6.5 Combining Page and Segment Protection 组合页与段保护
When paging is enabled, the 80386 first evaluates segment protection, then evaluates page protection. If the processor detects a protection violation at either the segment or the page level, the requested operation cannot proceed; a protection exception occurs instead.
当分页被启用,80386首先评估段保护,然后评估页保护。如果处理器侦测到保护违例,无论在段上或页上,请求的操作都不被执行;替代的结果是发生保护异常。
For example, it is possible to define a large data segment which has some subunits that are read-only and other subunits that are read-write. In this case, the page directory (or page table) entries for the read-only subunits would have the U/S and R/W bits set to x0, indicating no write rights for all the pages described by that directory entry (or for individual pages).
例如,定义了一个大的数据段,其中有只读部分和可读写部分。在这种情况下,只读部分的页目录(或页表)项会将U/S和R/W位设置为0,表明这些目录项(或分开的页)所描述的页没有写权限。

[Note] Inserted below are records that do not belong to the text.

//! Terminal picker for a single version.
//!
//! [`Selector`] is the key-driven state; [`run`] draws it on a terminal and
//! feeds it keys until the user confirms or cancels.

use std::io;

use console::{Key, Term, style};

#[derive(Debug, Clone, PartialEq, Eq)]
pub enum Outcome {
    Selected(String),
    Cancelled,
}

#[derive(Debug)]
pub struct Selector {
    app:      String,
    versions: Vec<String>,
    current:  Option<String>,
    cursor:   usize,
}

impl Selector {
    /// The cursor starts on `current` when it is one of `versions`.
    pub fn new(app: impl Into<String>, versions: Vec<String>, current: Option<String>) -> Self {
        let cursor = current
            .as_ref()
            .and_then(|c| versions.iter().position(|v| v == c))
            .unwrap_or(0);

        Self {
            app: app.into(),
            versions,
            current,
            cursor,
        }
    }

    pub fn handle(&mut self, key: &Key) -> Option<Outcome> {
        match key {
            Key::ArrowUp | Key::Char('k') => {
                self.cursor = self.cursor.saturating_sub(1);
                None
            }
            Key::ArrowDown | Key::Char('j') => {
                if self.cursor + 1 < self.versions.len() {
                    self.cursor += 1;
                }
                None
            }
            Key::Enter => self.versions.get(self.cursor).cloned().map(Outcome::Selected),
            // raw mode delivers Ctrl+C as ETX
            Key::Escape | Key::Char('q') | Key::Char('\u{3}') => Some(Outcome::Cancelled),
            _ => None,
        }
    }

    pub fn render(&self) -> Vec<String> {
        let mut lines = vec![format!("Select version for {}:", self.app), String::new()];

        for (i, version) in self.versions.iter().enumerate() {
            let suffix = if self.current.as_deref() == Some(version.as_str()) {
                " (current)"
            } else {
                ""
            };
            if i == self.cursor {
                lines.push(style(format!("> {version}{suffix}")).cyan().bold().to_string());
            } else {
                lines.push(format!("  {version}{suffix}"));
            }
        }

        lines.push(String::new());
        lines.push(style("↑/↓: move  Enter: select  ESC: cancel").dim().to_string());
        lines
    }
}

pub fn run(term: &Term, selector: Selector) -> io::Result<Outcome> {
    term.hide_cursor()?;
    let outcome = drive(term, selector);
    term.show_cursor()?;
    outcome
}

fn drive(term: &Term, mut selector: Selector) -> io::Result<Outcome> {
    let mut drawn = 0;
    loop {
        if drawn > 0 {
            term.clear_last_lines(drawn)?;
        }
        let lines = selector.render();
        for line in &lines {
            term.write_line(line)?;
        }
        drawn = lines.len();

        let key = match term.read_key() {
            Ok(key) => key,
            Err(e) if e.kind() == io::ErrorKind::Interrupted => Key::Char('\u{3}'),
            Err(e) => return Err(e),
        };

        if let Some(outcome) = selector.handle(&key) {
            term.clear_last_lines(drawn)?;
            return Ok(outcome);
        }
    }
}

This technique might be used, for example, in a UNIX-like system to define a large data segment, part of which is read only (for shared data or ROMmed constants). This enables UNIX-like systems to define a "flat" data space as one large segment, use "flat" pointers to address within this "flat" space, yet be able to protect shared data, shared files mapped into the virtual space, and supervisor areas.
这种技术可以使用,例如在类UNIX系统中,定义了一个大的数据段,一部分是只读的(用来共享数据或只读的静态变量)。这使得类UNIX系统定义一个扁平的数据空间做为一个大的段,使用扁平指针在扁平的空间中寻址,然后也能实现保护共享数据,将共享的文件映射到虚拟空间,超级用户区域。